Segment Open

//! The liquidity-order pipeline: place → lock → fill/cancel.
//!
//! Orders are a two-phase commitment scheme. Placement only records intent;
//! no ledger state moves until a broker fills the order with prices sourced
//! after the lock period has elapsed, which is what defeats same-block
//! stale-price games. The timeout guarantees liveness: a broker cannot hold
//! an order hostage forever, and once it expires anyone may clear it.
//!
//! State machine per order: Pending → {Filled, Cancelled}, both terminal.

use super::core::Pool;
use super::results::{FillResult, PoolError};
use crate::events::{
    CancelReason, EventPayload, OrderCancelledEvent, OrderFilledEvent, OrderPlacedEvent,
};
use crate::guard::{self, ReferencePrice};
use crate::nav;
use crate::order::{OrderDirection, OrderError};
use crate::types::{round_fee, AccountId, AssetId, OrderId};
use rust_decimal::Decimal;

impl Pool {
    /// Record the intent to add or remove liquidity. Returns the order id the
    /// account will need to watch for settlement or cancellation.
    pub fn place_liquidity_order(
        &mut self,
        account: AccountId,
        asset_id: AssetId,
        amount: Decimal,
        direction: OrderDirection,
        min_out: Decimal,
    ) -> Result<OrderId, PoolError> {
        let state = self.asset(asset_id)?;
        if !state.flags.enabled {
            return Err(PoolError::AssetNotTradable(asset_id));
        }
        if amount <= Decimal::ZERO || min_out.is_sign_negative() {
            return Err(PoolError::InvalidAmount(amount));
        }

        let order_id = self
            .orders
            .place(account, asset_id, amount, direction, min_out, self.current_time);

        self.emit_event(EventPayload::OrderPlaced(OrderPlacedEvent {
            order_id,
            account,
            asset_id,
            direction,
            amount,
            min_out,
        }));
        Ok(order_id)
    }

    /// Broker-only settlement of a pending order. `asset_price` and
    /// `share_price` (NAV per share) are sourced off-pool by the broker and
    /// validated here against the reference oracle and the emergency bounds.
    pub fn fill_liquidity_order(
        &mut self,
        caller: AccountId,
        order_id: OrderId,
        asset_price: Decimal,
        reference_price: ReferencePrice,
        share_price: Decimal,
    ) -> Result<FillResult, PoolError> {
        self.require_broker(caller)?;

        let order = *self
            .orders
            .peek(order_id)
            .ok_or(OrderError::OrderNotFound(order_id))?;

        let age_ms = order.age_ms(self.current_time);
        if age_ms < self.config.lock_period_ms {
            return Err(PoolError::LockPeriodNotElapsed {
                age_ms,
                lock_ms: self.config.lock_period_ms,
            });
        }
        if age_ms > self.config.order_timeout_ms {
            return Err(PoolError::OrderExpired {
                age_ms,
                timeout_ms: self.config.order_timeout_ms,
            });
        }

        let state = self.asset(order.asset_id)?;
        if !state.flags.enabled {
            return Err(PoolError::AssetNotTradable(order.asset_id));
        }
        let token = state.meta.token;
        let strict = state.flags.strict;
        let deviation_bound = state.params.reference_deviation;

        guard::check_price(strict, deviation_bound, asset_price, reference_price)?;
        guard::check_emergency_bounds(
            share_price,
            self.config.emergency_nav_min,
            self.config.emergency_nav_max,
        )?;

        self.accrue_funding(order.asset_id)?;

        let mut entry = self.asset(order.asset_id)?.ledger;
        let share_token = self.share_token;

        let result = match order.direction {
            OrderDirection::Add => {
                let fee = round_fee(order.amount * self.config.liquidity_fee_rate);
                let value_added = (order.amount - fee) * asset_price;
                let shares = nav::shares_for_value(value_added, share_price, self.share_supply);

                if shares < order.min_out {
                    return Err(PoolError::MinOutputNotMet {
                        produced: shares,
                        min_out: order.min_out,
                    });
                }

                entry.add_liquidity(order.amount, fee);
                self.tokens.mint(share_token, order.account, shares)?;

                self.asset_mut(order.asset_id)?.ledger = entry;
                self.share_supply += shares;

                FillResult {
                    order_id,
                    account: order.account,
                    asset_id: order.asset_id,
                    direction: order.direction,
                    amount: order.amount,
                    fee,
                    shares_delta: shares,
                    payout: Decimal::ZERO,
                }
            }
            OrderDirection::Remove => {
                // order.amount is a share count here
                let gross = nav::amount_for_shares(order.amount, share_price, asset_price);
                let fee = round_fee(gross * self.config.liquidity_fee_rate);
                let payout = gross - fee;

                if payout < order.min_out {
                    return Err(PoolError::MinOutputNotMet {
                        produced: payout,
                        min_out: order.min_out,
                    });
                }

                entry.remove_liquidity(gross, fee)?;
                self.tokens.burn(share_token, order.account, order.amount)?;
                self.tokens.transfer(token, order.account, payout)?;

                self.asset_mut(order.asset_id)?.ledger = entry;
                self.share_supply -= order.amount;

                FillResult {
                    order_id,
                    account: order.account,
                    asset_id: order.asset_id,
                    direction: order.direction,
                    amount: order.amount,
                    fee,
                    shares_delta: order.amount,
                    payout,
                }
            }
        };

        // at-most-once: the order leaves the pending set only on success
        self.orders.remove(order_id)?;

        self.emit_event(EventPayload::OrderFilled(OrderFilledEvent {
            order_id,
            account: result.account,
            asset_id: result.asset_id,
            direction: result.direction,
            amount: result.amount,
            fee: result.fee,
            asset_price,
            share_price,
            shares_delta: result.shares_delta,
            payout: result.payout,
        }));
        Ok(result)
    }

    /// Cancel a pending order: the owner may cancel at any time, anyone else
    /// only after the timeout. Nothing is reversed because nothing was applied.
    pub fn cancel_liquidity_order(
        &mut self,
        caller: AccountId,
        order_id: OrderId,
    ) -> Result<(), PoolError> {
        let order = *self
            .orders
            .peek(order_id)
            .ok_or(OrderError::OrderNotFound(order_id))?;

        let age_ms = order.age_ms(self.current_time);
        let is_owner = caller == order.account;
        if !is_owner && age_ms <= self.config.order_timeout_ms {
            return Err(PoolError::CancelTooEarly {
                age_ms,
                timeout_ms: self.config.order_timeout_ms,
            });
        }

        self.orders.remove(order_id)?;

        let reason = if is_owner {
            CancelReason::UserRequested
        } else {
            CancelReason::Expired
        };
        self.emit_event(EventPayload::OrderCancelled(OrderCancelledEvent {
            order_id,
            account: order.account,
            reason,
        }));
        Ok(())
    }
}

Segment Closed

# [PROBLEM STATEMENT]
Return, exactly, the lines from the first line of the records above to the line containing "order id the", both included.

# [ANSWER BELOW]
//! The liquidity-order pipeline: place → lock → fill/cancel.
//!
//! Orders are a two-phase commitment scheme. Placement only records intent;
//! no ledger state moves until a broker fills the order with prices sourced
//! after the lock period has elapsed, which is what defeats same-block
//! stale-price games. The timeout guarantees liveness: a broker cannot hold
//! an order hostage forever, and once it expires anyone may clear it.
//!
//! State machine per order: Pending → {Filled, Cancelled}, both terminal.

use super::core::Pool;
use super::results::{FillResult, PoolError};
use crate::events::{
    CancelReason, EventPayload, OrderCancelledEvent, OrderFilledEvent, OrderPlacedEvent,
};
use crate::guard::{self, ReferencePrice};
use crate::nav;
use crate::order::{OrderDirection, OrderError};
use crate::types::{round_fee, AccountId, AssetId, OrderId};
use rust_decimal::Decimal;

impl Pool {
    /// Record the intent to add or remove liquidity. Returns the order id the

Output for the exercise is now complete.